Another preclinical study has generated a promising new Alzheimer's treatment--a synthetic compound developed at the University of Minnesota.
The drug, dubbed psi-GSH, helped prevent Alzheimer's-related neurodegeneration in mice. Researchers with the university's Center for Drug Design gave it over 11 weeks to mice predisposed to develop Alzheimer's, and they documented measurable improvements in memory and cognition. What's more, the treated mice lacked any significant brain plaque, and the drug appeared to reduce the buildup of excessive amounts of amyloid beta protein considered a hallmark of the disease.

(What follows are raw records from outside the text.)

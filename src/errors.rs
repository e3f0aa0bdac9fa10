use std::io;

use thiserror::Error;

use crate::discovery::DiscoveryMode;

pub type AppResult<T> = Result<T, AppError>;

#[derive(Debug, Error)]
pub enum AppError {
    #[error("failed to resolve required path: {0}")]
    Path(String),
    #[error(transparent)]
    Io(#[from] io::Error),
    #[error(transparent)]
    Database(#[from] rusqlite::Error),
    #[error(transparent)]
    Keychain(#[from] keyring::Error),
    #[error(transparent)]
    Json(#[from] serde_json::Error),
    #[error("{0}")]
    Config(String),
    #[error("places API key is not configured")]
    MissingCredential,
    #[error("invalid response from places provider: {0}")]
    InvalidResponse(String),
    #[error("places provider error: {0}")]
    ProviderError(String),
    #[error("{} discovery is already running", .0.as_str())]
    DiscoveryInFlight(DiscoveryMode),
}

impl From<reqwest::Error> for AppError {
    fn from(err: reqwest::Error) -> Self {
        // reqwest renders the request URL, which carries the API key.
        let err = err.without_url();
        match err.status() {
            Some(status) => AppError::InvalidResponse(http_status_copy(status.as_u16())),
            None => AppError::InvalidResponse(err.to_string()),
        }
    }
}

impl AppError {
    /// Text suitable for showing to the user; never contains credentials.
    pub fn user_message(&self) -> String {
        match self {
            AppError::MissingCredential => {
                "Google Places API key is missing. Add it to your configuration.".into()
            }
            AppError::InvalidResponse(reason) => {
                sanitize_error_copy(&format!("Invalid response from Google Places API: {reason}"))
            }
            AppError::ProviderError(status) => format!("Google Places API Error: {status}"),
            AppError::DiscoveryInFlight(mode) => {
                format!("Already discovering {}; please wait.", mode.display_name())
            }
            other => sanitize_error_copy(&other.to_string()),
        }
    }
}

pub(crate) fn http_status_copy(status: u16) -> String {
    let hint = match status {
        401 => "Unauthorized - Check API key",
        403 => "Forbidden - API key may be invalid or missing",
        429 => "Rate limit exceeded",
        500..=599 => "Server error",
        _ => "Unknown error",
    };
    format!("HTTP Error {status}: {hint}")
}

/// Redacts `key=` query parameters from error text before it is logged or shown.
pub fn sanitize_error_copy(message: &str) -> String {
    let mut output = String::with_capacity(message.len());
    let mut rest = message;
    while let Some(index) = rest.find("key=") {
        let boundary_ok = index == 0
            || matches!(rest.as_bytes()[index - 1], b'?' | b'&' | b' ' | b'(');
        output.push_str(&rest[..index + 4]);
        rest = &rest[index + 4..];
        if boundary_ok {
            let end = rest
                .find(|c: char| c == '&' || c == ')' || c.is_whitespace())
                .unwrap_or(rest.len());
            output.push_str("[redacted]");
            rest = &rest[end..];
        }
    }
    output.push_str(rest);
    output
}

By contrast, untreated mice experienced significant cognitive declines, and they faced significant plaque buildup in their brains. How did the drug work? According to the researchers, it appeared to help boost the brain's glyoxalase system so it could halt a process that turns normal brain amyloid protein into the distorted variety that leads to Alzheimer's. Previous research determined that Alzheimer's impairs the brain's ability to wield the glyoxalase system, the scientists explain.
The hope here, is that the results give drug developers a new target for which to develop new anti-Alzheimer's drugs. And while other Alzheimer's drugs have failed as they advanced to human trials, the University of Minnesota team said their drug has merit because it hits a root cause of the disease at a very early stage, enabling the brain itself to fight back.
Lead researcher Robert Vince is careful to note that the finding is far from certain in presenting a definite course of action against Alzheimer's. He notes in a statement that the finding is encouraging, but that the results must be repeated in human studies before any final conclusions can be made. Human trials are a long way off, but the research is likely to continue. Details of the findings, meanwhile, are published in the American Chemical Society journal ACS Chemical Neuroscience.